踊るタコメーターを眺めながら、ゆっくりと一般道を流すのも一興。頭の後ろ側から耳に届く独特のツインサウンドは、オーヴァーレーシングの調律師が心を込めて造り込んだ、TT-FORMULA の奏でる音楽なんだ。
専用『スポーツホイール』はアルミ製。ストリートでのライフと強度は折り紙付き。カラーは3色、写真のチタン、ブラック、ゴールド。
写真はチタンカラーのアルミホイール。リア側はリム幅が広く、スポークのシャープさが際立って、スッキリとお洒落なイメージだ。
『OVER Racing』と刻まれたアルミ削り出しのケースカバーに、ジュラコンのスライダーが組み合わされたレーシングスライダー。左右片側ずつでの販売。
硬質プラスチック、ジュラコンのスライダー部分にも『OVER RACING』の文字が配され、レーシーな雰囲気に。
リアアクスルスライダーは、アルミ削り出しのチェーンブロックが付属となっている。これで左右セットはお買い得だ(TMAXはチェーンではなくベルト駆動)。

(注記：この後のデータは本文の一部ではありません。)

// Board model: categories, clues, and the reveal state machine.
//
// The board owns its cells directly as a column-major list of categories,
// each holding a fixed number of clues. Cells are addressed by
// (column index, row index); there is no lookup by title, which the API does
// not guarantee to be unique.

use crate::api::CategoryDetail;
use crate::protocol::{BoardSnapshot, CellView};

/// Placeholder glyph shown for a clue that has not been revealed yet.
pub const PLACEHOLDER: &str = "?";

// ---------------------------------------------------------------------------
// RevealState
// ---------------------------------------------------------------------------

/// Display progression of a single clue.
///
/// Only ever advances Hidden -> Question -> Answer; Answer is terminal.
#[derive(Debug, Clone, Copy, PartialEq, Eq)]
pub enum RevealState {
    /// Nothing shown yet (placeholder glyph).
    Hidden,
    /// The question text is shown.
    Question,
    /// The answer text is shown. Further activation is a no-op.
    Answer,
}

// ---------------------------------------------------------------------------
// Clue and Category
// ---------------------------------------------------------------------------

/// A single question/answer pair with its reveal state.
///
/// `reveal` is the only mutable field in the model.
#[derive(Debug, Clone, PartialEq, Eq)]
pub struct Clue {
    pub question: String,
    pub answer: String,
    pub reveal: RevealState,
}

impl Clue {
    /// The text a board cell currently displays for this clue.
    pub fn display_text(&self) -> &str {
        match self.reveal {
            RevealState::Hidden => PLACEHOLDER,
            RevealState::Question => &self.question,
            RevealState::Answer => &self.answer,
        }
    }

    fn view(&self) -> CellView {
        CellView {
            text: self.display_text().to_string(),
            reveal: self.reveal,
        }
    }
}

/// A titled, ordered group of clues; one board column.
#[derive(Debug, Clone, PartialEq, Eq)]
pub struct Category {
    pub title: String,
    pub clues: Vec<Clue>,
}

impl Category {
    /// Build a category from an API detail response.
    ///
    /// Returns `None` when the response carries fewer than
    /// `clues_per_category` clues; such categories are skipped at load time
    /// rather than padded. Extra clues beyond the configured count are
    /// truncated.
    pub fn from_detail(detail: CategoryDetail, clues_per_category: usize) -> Option<Category> {
        if detail.clues.len() < clues_per_category {
            return None;
        }
        let clues = detail
            .clues
            .into_iter()
            .take(clues_per_category)
            .map(|c| Clue {
                question: c.question,
                answer: c.answer,
                reveal: RevealState::Hidden,
            })
            .collect();
        Some(Category {
            title: detail.title,
            clues,
        })
    }
}

// ---------------------------------------------------------------------------
// Board
// ---------------------------------------------------------------------------

/// The rendered grid of categories x clue rows for one game session.
///
/// Rebuilt from scratch on every (re)start; never mutated incrementally
/// across loads.
#[derive(Debug)]
pub struct Board {
    categories: Vec<Category>,
    rows: usize,
}

impl Board {
    /// Create a board from loaded categories. Every category is expected to
    /// hold exactly `clues_per_category` clues (`Category::from_detail`
    /// guarantees this at load time).
    pub fn new(categories: Vec<Category>, clues_per_category: usize) -> Board {
        debug_assert!(categories
            .iter()
            .all(|c| c.clues.len() == clues_per_category));
        Board {
            categories,
            rows: clues_per_category,
        }
    }

    pub fn columns(&self) -> usize {
        self.categories.len()
    }

    pub fn rows(&self) -> usize {
        self.rows
    }

    /// Activate the cell at (column, row): advance its clue's reveal state
    /// and return the new cell view.
    ///
    /// Returns `None` when the cell is out of bounds or its clue is already
    /// showing the answer; in both cases nothing changes.
    pub fn activate(&mut self, col: usize, row: usize) -> Option<CellView> {
        let clue = self.categories.get_mut(col)?.clues.get_mut(row)?;
        match clue.reveal {
            RevealState::Hidden => clue.reveal = RevealState::Question,
            RevealState::Question => clue.reveal = RevealState::Answer,
            RevealState::Answer => return None,
        }
        Some(clue.view())
    }

    /// Snapshot the board for rendering: one title per category, and
    /// rows x columns cell views (`cells[row][col]`).
    pub fn snapshot(&self) -> BoardSnapshot {
        let titles = self.categories.iter().map(|c| c.title.clone()).collect();
        let cells = (0..self.rows)
            .map(|row| {
                self.categories
                    .iter()
                    .map(|cat| cat.clues[row].view())
                    .collect()
            })
            .collect();
        BoardSnapshot { titles, cells }
    }
}

// ---------------------------------------------------------------------------
// Tests
// ---------------------------------------------------------------------------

もともとは Moto GP などのトップレースの世界で、ブレーキレバーが他車と接触する事での転倒を防止するためのガードだが、ストリートでも有用だといち早く気付き、市場に投入してきたあたりは流石。3Dマシニングで有機的な形状を創り出す。切削跡が美しい紋様となっていて、素晴らしい出来映えだ。
2012年で創業30周年目を迎える総合バイクパーツメーカー。設立当初より積極的にレース活動を行い、実戦から得られたノウハウを製品にフィードバックしてきた。オリジナルパーツの開発には定評があり、特にオリジナルフレームの開発には多くの実績を有する。鈴鹿8耐や海外のシングルレースなど、OVERオリジナルフレーム車OVシリーズは好成績を残している。国内有数のコンストラクターである。